Mean Streets Meets Edward Hopper

The whole notion of color photography was something that came late to me. For most of my early film days recording the world was all about using Tri-x or Plus-x to capture all those grainy shades of grey. Mostly the reasons had to do with simple economics; film has a cost per click that's no longer an issue in digital but it was also about control. Even as a struggling college student, I could develop and print b&w on my own. Dodge, burn, crop and expose by the red light of my safe light and walk out with images that I could say were a cut above just simple recordings. Shooting color on the other hand, meant surrendering your photos to a lab and having to pay for every edit of every image.

Fast forward to the next century and I've got thousands of negatives from an historical New York that now mostly exists in documentaries and Martin Scorsese movies. Of course, all in glorious black and white. Not that those limitations were a bad thing. B&W isn't simply the absence of color it's also a medium in its own right. Stipped down to the bare essential shades of grey, you're forced to pay attention to details, composition and expression. And as time has moved on, it's also become an historical marker that gives images a context for time and place as well.

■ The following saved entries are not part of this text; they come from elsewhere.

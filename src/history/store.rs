//! In-memory calculation history for the current session.

use chrono::{DateTime, Local};
use tracing::{debug, info};

use super::record::{HistoryRecord, RecordId};
use crate::calculator::{CalculationInput, CalculationResult};

/// Ordered, session-lifetime history of calculations (oldest first).
///
/// Owned by whoever drives the session and handed to the parts that need it.
#[derive(Debug, Default)]
pub struct HistoryStore {
    records: Vec<HistoryRecord>,
    next_id: u64,
}

impl HistoryStore {
    pub fn new() -> Self {
        Self::default()
    }

    /// Append a snapshot of `input` and `result`, stamped with the current time.
    ///
    /// Returns the new record's id, or `None` when the result has no tier.
    pub fn record(
        &mut self,
        input: &CalculationInput,
        result: &CalculationResult,
    ) -> Option<RecordId> {
        self.record_at(input, result, Local::now())
    }

    /// Same as [`record`](Self::record) with an explicit timestamp.
    pub fn record_at(
        &mut self,
        input: &CalculationInput,
        result: &CalculationResult,
        timestamp: DateTime<Local>,
    ) -> Option<RecordId> {
        let id = RecordId(self.next_id);
        let Some(record) = HistoryRecord::from_calculation(id, input, result, timestamp) else {
            debug!("no tier selected, calculation not recorded");
            return None;
        };

        self.next_id += 1;
        info!(
            id = %id,
            service_level = %record.service_level_label,
            total = %record.total_bill,
            "recorded calculation"
        );
        self.records.push(record);
        Some(id)
    }

    /// Remove the record with `id`. Unknown ids are ignored.
    pub fn delete(&mut self, id: RecordId) -> Option<HistoryRecord> {
        let Some(index) = self.records.iter().position(|r| r.id == id) else {
            debug!(id = %id, "delete ignored, no such record");
            return None;
        };

        info!(id = %id, "deleted history record");
        Some(self.records.remove(index))
    }

    /// Remove the first record whose contents equal `record`'s, ignoring ids.
    ///
    /// Field-identical records are indistinguishable here; prefer
    /// [`delete`](Self::delete) when the id is known.
    pub fn delete_matching(&mut self, record: &HistoryRecord) -> bool {
        match self.records.iter().position(|r| r.same_contents(record)) {
            Some(index) => {
                let removed = self.records.remove(index);
                info!(id = %removed.id, "deleted matching history record");
                true
            }
            None => {
                debug!("delete ignored, no matching record");
                false
            }
        }
    }

    /// All records in insertion order.
    pub fn list(&self) -> &[HistoryRecord] {
        &self.records
    }

    pub fn get(&self, id: RecordId) -> Option<&HistoryRecord> {
        self.records.iter().find(|r| r.id == id)
    }

    pub fn len(&self) -> usize {
        self.records.len()
    }

    pub fn is_empty(&self) -> bool {
        self.records.is_empty()
    }

    /// Drop every record. Ids keep counting up.
    pub fn clear(&mut self) {
        self.records.clear();
    }
}

#[cfg(test)]
mod tests {
    use super::*;
    use crate::calculator::ServiceTierKind;
    use chrono::TimeZone;

    fn noon() -> DateTime<Local> {
        Local
            .with_ymd_and_hms(2024, 3, 19, 12, 0, 0)
            .earliest()
            .unwrap()
    }

    fn great_fifty() -> CalculationInput {
        CalculationInput::new("50.00", Some(ServiceTierKind::Great)).with_restaurant("Cafe", "Oslo")
    }

    #[test]
    fn test_record_appends_snapshot() {
        let mut store = HistoryStore::new();
        let input = great_fifty();
        let result = input.calculate();

        let id = store.record(&input, &result).unwrap();

        assert_eq!(store.len(), 1);
        let record = store.get(id).unwrap();
        assert_eq!(record.restaurant_name, "Cafe");
        assert_eq!(record.total_bill, "60.00");
    }

    #[test]
    fn test_record_is_a_copy() {
        let mut store = HistoryStore::new();
        let mut input = great_fifty();
        let result = input.calculate();
        store.record(&input, &result);

        input.restaurant_name.push_str(" Royale");
        input.bill_amount = "999".to_string();

        assert_eq!(store.list()[0].restaurant_name, "Cafe");
        assert_eq!(store.list()[0].bill_amount, "50.00");
    }

    #[test]
    fn test_no_tier_is_not_recorded() {
        let mut store = HistoryStore::new();
        let input = CalculationInput::new("50", None);
        let result = input.calculate();

        assert_eq!(store.record(&input, &result), None);
        assert!(store.is_empty());
    }

    #[test]
    fn test_insertion_order_and_duplicates() {
        let mut store = HistoryStore::new();
        let first = great_fifty();
        let second = CalculationInput::new("10", Some(ServiceTierKind::Good));

        let a = store.record_at(&first, &first.calculate(), noon()).unwrap();
        let b = store.record_at(&second, &second.calculate(), noon()).unwrap();
        let c = store.record_at(&first, &first.calculate(), noon()).unwrap();

        let ids: Vec<RecordId> = store.list().iter().map(|r| r.id).collect();
        assert_eq!(ids, vec![a, b, c]);
        assert!(store.list()[0].same_contents(&store.list()[2]));
    }

    #[test]
    fn test_delete_by_id_targets_exact_record() {
        let mut store = HistoryStore::new();
        let input = great_fifty();
        let result = input.calculate();
        let first = store.record_at(&input, &result, noon()).unwrap();
        let second = store.record_at(&input, &result, noon()).unwrap();

        let removed = store.delete(second).unwrap();

        assert_eq!(removed.id, second);
        assert_eq!(store.len(), 1);
        assert_eq!(store.list()[0].id, first);
    }

    #[test]
    fn test_delete_absent_id_is_noop() {
        let mut store = HistoryStore::new();
        let input = great_fifty();
        store.record(&input, &input.calculate());

        assert!(store.delete(RecordId(42)).is_none());
        assert_eq!(store.len(), 1);
    }

    #[test]
    fn test_delete_matching_removes_first_match() {
        let mut store = HistoryStore::new();
        let input = great_fifty();
        let result = input.calculate();
        let first = store.record_at(&input, &result, noon()).unwrap();
        let second = store.record_at(&input, &result, noon()).unwrap();
        let copy = store.get(second).unwrap().clone();

        assert!(store.delete_matching(&copy));

        assert_eq!(store.len(), 1);
        assert_eq!(store.list()[0].id, second);
        assert!(store.get(first).is_none());
    }

    #[test]
    fn test_delete_matching_absent_is_noop() {
        let mut store = HistoryStore::new();
        let input = great_fifty();
        let id = store.record_at(&input, &input.calculate(), noon()).unwrap();
        let mut other = store.get(id).unwrap().clone();
        other.total_bill = "1.00".to_string();

        assert!(!store.delete_matching(&other));
        assert_eq!(store.len(), 1);
    }

    #[test]
    fn test_ids_not_reused() {
        let mut store = HistoryStore::new();
        let input = great_fifty();
        let first = store.record(&input, &input.calculate()).unwrap();
        store.delete(first);
        store.clear();

        let next = store.record(&input, &input.calculate()).unwrap();
        assert_ne!(first, next);
    }
}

But now, a century later and armed with Photoshop, Lightroom, personal printers and the fact that nearly all images are now viewed on monitors I'm more than happy to shoot color. There's no lack of inspirational photographers (Joe McNally, Mark Seliger, Erik Almas to name a few) and I finally feel that I have enough control that I can build on my prior experiences and deliver my own perspective. But what to do with all those funky b&w shots collecting dust in my archives?

The shot below was a quick snapshot from a Sunday afternoon. Early 70s, somewhere in Chelsea. Brilliant blue sky with the odd skywriting framed in by the brownstones. Honestly, in black and white, it's not much to write home about. I stuck it back in the archives and forgot about it. A few years later on my wife was persistent enough to drag me to the Museum of Modern Art. I like New York museums about as much as I like department stores which is to say between parking, crowds and waiting in lines, not much at all. On this day though, the art gods smiled on me and I got to see Edward Hopper's "Early Sunday Morning" live and up close. It was almost enough to make the crowds disappear for a while. That row of brownstones... the warm colors, that feeling of a singular time and place.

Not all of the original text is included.